● Task to complete
If a line below contains the word "soquete", count it; give only the total.

# # # # # # #

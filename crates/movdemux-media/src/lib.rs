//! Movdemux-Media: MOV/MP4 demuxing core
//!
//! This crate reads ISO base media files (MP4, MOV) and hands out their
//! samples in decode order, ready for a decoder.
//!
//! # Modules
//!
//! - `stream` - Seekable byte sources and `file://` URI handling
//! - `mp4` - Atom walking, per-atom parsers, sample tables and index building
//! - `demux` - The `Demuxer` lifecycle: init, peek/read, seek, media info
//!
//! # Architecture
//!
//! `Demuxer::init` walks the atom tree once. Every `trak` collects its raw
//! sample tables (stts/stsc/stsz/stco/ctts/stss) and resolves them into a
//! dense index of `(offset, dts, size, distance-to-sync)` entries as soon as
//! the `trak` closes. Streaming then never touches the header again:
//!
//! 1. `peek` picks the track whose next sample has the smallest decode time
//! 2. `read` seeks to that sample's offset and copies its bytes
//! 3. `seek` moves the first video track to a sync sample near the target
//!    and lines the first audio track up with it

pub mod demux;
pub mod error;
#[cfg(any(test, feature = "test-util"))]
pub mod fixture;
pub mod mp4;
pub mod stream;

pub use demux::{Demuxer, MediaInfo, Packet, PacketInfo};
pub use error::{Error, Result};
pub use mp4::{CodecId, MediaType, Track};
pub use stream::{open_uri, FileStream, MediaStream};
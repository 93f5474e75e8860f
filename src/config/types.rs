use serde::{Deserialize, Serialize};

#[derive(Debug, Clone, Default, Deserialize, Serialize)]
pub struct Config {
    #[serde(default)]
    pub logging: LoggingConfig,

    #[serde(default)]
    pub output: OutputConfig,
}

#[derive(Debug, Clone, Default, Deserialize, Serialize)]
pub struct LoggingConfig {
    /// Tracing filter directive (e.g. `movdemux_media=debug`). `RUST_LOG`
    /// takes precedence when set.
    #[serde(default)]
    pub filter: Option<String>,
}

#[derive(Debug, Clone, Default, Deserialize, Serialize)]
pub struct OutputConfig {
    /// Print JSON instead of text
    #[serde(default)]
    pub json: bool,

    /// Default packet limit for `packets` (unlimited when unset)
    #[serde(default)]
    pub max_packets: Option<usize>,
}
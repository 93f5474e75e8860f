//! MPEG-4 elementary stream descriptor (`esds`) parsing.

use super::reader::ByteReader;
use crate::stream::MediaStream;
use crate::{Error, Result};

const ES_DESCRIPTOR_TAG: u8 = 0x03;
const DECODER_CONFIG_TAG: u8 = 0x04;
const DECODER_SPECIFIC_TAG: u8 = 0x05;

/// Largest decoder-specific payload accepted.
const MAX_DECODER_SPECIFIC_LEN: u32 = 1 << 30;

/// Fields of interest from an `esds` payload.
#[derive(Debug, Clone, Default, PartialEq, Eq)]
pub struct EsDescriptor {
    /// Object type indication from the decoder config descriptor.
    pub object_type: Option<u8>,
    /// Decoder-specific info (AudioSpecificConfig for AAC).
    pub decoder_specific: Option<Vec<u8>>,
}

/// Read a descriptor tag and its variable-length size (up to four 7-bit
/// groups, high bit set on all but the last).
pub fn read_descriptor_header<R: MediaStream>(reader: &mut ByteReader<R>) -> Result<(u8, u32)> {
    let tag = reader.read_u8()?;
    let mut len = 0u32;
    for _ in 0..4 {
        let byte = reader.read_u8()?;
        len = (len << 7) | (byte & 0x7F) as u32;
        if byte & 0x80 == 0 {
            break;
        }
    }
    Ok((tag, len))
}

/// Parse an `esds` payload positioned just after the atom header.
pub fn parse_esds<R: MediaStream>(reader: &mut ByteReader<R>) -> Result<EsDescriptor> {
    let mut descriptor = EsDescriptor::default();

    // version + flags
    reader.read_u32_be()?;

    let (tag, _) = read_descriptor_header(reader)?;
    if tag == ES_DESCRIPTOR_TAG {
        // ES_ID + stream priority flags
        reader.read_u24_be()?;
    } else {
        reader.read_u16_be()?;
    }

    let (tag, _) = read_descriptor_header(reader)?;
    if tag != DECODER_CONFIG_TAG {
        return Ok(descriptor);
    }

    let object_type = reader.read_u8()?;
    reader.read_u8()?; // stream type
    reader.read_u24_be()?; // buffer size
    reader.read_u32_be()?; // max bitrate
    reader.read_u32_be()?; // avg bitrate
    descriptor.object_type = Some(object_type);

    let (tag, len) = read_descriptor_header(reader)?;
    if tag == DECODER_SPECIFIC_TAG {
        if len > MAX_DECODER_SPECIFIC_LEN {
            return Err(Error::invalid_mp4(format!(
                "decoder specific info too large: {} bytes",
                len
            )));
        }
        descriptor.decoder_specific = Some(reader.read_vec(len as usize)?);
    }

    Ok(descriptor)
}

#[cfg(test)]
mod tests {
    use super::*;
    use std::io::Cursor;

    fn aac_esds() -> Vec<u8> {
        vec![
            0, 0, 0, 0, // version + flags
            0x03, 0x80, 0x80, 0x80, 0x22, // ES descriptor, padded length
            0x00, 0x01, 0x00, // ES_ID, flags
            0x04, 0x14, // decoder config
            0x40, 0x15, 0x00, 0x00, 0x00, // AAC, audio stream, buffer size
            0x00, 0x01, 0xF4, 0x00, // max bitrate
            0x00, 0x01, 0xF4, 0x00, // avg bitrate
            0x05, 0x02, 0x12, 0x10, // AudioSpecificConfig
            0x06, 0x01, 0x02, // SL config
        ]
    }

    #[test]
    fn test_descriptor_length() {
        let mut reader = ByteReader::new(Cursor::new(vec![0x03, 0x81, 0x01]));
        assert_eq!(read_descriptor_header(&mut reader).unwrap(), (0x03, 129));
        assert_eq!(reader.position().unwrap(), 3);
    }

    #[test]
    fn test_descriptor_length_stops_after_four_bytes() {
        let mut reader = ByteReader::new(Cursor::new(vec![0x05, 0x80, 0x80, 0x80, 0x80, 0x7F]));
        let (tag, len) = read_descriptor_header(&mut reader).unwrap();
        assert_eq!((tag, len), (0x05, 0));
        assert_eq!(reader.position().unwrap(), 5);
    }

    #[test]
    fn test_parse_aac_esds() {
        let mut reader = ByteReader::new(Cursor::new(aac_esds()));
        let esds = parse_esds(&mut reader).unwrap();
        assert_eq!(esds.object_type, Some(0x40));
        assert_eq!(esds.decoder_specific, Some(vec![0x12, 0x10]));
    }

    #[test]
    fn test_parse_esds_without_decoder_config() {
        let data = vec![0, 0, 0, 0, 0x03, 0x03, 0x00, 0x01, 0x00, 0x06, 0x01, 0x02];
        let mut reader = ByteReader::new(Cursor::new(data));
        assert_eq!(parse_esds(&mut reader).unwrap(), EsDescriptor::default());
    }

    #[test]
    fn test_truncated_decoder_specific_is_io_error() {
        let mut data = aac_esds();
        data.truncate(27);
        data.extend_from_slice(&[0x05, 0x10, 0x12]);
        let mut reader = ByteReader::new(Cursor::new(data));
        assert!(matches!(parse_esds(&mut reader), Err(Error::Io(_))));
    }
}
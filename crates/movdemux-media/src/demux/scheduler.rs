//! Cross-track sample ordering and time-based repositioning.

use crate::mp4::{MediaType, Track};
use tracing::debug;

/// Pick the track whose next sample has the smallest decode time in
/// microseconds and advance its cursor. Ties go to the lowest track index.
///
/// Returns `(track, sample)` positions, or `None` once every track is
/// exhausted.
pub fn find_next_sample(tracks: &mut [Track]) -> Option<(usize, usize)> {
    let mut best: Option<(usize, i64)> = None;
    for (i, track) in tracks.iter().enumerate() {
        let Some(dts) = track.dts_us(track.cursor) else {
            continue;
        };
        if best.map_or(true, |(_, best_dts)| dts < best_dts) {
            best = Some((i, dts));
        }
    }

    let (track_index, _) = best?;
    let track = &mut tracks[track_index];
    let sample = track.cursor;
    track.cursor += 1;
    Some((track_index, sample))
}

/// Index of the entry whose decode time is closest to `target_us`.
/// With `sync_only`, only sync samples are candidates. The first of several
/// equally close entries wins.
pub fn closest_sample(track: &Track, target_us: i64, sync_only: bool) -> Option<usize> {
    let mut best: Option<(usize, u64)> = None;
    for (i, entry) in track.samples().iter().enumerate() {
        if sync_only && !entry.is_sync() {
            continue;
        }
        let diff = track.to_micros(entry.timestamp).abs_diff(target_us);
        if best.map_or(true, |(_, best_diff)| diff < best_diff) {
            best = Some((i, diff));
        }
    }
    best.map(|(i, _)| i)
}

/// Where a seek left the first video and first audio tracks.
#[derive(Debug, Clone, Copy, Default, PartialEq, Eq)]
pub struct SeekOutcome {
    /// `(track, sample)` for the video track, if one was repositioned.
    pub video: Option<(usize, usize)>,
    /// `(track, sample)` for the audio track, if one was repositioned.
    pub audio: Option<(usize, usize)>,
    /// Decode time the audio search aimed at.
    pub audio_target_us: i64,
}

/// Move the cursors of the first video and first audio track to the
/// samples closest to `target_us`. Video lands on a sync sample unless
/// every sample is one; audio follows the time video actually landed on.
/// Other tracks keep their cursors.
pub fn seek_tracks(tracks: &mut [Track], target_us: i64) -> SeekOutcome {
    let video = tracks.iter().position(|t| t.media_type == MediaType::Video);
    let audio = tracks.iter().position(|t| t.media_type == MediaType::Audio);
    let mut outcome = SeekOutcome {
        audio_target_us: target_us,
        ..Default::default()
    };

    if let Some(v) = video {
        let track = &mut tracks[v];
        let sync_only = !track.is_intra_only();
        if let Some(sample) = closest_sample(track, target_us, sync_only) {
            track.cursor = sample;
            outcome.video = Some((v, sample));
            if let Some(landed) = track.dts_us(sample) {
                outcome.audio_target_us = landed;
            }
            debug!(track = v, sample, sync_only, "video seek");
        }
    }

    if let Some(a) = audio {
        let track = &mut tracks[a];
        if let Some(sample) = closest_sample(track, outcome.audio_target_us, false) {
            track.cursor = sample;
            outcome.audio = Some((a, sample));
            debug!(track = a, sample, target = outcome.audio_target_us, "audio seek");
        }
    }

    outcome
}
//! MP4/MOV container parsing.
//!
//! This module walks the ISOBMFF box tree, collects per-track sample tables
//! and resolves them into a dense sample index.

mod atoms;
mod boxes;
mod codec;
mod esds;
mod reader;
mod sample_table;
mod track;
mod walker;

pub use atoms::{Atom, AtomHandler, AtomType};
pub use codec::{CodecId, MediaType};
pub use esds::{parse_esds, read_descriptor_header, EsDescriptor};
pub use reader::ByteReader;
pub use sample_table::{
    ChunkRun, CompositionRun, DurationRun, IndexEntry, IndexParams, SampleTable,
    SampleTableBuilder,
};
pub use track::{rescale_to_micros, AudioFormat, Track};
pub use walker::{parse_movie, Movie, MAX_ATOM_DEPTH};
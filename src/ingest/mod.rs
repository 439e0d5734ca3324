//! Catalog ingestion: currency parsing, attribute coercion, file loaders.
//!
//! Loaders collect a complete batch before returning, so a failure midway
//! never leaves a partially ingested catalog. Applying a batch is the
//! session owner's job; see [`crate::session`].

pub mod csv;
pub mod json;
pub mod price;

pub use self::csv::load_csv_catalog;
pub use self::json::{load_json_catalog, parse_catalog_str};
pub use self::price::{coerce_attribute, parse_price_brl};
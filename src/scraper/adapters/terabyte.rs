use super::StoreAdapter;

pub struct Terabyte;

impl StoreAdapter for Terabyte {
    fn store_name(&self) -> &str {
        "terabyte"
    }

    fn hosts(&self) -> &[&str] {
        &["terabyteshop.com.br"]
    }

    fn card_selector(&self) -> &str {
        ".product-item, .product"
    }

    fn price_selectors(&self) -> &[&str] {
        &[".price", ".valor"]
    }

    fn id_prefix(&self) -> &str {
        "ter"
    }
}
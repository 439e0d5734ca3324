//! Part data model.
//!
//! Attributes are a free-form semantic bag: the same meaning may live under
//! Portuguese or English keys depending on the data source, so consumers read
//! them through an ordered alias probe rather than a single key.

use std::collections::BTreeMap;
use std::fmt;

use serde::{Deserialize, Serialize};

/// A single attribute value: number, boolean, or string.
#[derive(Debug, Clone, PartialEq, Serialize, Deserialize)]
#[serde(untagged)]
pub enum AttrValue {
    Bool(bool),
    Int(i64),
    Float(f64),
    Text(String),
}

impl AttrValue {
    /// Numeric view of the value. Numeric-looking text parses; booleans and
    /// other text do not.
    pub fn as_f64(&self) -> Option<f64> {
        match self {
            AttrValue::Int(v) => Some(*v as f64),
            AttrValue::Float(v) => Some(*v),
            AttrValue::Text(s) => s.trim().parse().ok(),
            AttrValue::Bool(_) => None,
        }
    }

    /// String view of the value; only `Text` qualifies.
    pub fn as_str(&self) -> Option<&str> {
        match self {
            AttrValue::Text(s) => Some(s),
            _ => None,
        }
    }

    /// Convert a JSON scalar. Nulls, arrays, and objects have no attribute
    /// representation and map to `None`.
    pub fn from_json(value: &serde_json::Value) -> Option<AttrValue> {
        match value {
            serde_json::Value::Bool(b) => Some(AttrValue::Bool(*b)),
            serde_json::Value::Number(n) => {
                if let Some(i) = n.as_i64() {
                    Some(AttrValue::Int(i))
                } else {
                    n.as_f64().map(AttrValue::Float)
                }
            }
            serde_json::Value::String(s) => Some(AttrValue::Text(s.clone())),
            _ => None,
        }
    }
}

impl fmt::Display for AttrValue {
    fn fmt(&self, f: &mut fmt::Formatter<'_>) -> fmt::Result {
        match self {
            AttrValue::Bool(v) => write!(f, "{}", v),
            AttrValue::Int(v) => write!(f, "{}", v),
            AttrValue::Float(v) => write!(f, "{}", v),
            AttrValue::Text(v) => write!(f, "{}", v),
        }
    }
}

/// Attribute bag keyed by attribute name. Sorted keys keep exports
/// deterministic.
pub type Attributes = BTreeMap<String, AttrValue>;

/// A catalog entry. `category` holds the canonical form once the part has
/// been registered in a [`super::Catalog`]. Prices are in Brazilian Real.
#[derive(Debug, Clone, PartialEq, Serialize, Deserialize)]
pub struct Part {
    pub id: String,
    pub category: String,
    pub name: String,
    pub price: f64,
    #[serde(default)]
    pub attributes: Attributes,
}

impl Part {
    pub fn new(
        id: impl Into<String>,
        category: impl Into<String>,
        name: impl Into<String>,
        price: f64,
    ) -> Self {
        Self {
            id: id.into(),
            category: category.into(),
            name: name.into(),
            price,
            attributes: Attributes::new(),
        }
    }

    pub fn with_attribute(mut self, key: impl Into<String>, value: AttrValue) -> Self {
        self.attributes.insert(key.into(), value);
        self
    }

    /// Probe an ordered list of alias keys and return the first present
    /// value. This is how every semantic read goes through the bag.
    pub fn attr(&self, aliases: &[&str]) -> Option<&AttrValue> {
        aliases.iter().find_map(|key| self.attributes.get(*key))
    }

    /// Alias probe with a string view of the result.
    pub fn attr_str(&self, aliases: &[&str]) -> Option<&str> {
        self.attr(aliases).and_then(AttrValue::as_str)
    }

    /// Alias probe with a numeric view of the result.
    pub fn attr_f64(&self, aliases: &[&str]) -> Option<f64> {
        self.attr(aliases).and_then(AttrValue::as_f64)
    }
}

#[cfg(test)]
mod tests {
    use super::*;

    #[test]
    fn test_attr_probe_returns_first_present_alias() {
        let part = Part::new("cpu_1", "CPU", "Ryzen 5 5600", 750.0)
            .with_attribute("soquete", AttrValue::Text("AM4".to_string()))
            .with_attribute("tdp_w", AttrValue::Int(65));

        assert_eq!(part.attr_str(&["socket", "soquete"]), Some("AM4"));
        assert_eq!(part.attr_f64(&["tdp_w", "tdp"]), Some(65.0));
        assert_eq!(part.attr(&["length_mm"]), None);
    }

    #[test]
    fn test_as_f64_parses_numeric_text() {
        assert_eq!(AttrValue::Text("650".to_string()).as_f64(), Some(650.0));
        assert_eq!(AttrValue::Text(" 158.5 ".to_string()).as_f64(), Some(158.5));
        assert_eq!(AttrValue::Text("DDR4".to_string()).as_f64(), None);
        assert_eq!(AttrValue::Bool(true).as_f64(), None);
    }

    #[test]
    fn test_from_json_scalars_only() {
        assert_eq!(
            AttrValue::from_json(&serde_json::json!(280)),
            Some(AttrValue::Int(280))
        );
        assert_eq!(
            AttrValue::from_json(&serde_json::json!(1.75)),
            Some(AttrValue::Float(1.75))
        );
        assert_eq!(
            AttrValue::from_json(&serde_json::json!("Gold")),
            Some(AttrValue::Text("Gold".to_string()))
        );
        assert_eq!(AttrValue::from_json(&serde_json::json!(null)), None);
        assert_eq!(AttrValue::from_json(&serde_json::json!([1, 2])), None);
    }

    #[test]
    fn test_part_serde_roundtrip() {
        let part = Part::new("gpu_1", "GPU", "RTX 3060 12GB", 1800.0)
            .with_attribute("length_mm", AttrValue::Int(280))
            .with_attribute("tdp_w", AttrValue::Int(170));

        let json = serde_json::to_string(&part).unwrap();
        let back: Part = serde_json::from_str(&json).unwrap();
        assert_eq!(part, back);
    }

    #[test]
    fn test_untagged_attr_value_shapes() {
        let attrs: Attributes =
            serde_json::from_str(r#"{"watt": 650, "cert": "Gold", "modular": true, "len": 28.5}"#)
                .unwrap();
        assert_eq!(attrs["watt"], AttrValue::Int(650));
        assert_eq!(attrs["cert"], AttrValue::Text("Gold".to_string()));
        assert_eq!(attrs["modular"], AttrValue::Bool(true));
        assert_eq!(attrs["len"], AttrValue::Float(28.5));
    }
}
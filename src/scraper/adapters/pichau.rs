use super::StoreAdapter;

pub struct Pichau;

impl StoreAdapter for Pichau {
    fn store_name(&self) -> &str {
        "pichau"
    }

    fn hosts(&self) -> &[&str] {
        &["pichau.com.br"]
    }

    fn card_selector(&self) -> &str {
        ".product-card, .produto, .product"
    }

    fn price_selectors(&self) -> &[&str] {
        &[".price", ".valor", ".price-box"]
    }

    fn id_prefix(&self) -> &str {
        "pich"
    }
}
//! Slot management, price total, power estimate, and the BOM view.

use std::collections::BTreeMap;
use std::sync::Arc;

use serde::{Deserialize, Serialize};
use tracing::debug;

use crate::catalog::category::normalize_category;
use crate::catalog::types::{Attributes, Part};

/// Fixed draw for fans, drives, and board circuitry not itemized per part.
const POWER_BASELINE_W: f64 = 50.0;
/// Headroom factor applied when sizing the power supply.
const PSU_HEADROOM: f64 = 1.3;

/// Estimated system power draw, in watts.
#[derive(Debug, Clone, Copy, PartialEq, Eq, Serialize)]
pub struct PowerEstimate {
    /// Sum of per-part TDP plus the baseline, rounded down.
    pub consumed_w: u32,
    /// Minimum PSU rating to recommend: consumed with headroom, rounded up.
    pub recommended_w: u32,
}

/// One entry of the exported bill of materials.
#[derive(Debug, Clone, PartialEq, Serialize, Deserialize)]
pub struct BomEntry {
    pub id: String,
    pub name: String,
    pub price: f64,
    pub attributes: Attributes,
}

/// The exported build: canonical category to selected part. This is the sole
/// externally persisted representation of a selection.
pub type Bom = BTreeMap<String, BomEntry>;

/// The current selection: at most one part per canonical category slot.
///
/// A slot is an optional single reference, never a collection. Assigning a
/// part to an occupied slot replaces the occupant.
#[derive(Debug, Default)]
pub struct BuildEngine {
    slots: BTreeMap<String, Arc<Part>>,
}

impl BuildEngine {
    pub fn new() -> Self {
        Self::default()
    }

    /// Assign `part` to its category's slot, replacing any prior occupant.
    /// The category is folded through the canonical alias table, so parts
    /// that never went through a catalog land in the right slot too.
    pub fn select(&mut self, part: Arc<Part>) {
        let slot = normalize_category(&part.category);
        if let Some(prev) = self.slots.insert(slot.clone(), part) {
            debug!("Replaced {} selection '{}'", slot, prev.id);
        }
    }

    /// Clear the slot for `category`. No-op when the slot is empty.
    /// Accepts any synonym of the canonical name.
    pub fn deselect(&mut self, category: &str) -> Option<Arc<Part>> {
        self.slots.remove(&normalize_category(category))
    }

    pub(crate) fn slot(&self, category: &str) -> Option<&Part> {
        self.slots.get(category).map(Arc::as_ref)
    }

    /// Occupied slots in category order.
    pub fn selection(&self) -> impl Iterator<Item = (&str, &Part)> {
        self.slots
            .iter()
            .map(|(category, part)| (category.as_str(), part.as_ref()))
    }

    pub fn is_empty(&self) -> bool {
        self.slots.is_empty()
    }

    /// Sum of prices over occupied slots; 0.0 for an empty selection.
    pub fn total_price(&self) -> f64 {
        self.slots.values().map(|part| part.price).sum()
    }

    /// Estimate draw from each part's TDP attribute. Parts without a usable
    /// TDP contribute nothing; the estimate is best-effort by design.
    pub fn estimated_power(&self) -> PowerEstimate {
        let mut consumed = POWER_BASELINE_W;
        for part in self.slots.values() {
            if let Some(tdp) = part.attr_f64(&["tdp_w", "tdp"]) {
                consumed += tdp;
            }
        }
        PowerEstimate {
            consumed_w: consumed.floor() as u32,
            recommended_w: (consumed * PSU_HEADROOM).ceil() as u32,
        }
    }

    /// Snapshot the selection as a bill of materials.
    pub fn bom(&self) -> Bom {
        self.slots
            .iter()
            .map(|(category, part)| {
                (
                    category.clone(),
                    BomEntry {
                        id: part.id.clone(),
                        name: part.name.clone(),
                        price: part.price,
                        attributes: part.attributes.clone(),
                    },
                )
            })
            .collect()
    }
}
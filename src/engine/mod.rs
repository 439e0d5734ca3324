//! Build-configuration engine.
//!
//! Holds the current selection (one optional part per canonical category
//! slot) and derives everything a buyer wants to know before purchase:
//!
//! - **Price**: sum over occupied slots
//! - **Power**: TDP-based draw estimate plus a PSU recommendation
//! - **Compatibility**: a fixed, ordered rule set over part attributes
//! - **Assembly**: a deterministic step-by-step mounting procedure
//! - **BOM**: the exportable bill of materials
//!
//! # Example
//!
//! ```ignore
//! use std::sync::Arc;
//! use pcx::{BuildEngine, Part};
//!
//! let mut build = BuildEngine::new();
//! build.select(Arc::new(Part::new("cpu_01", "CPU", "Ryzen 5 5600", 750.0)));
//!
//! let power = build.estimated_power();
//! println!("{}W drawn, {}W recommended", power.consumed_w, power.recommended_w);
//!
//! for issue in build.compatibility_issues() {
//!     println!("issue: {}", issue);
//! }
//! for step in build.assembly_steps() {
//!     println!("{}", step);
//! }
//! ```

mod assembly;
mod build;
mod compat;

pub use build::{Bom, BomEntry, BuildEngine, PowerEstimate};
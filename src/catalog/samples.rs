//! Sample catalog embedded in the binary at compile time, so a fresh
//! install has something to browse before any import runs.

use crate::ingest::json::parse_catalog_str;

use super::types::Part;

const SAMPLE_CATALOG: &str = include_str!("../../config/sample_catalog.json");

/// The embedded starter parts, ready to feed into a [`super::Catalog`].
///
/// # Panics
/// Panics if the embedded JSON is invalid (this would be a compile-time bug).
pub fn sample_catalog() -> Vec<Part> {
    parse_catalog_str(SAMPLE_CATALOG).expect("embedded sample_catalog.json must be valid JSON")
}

# # # # # # #

● Exercise output
2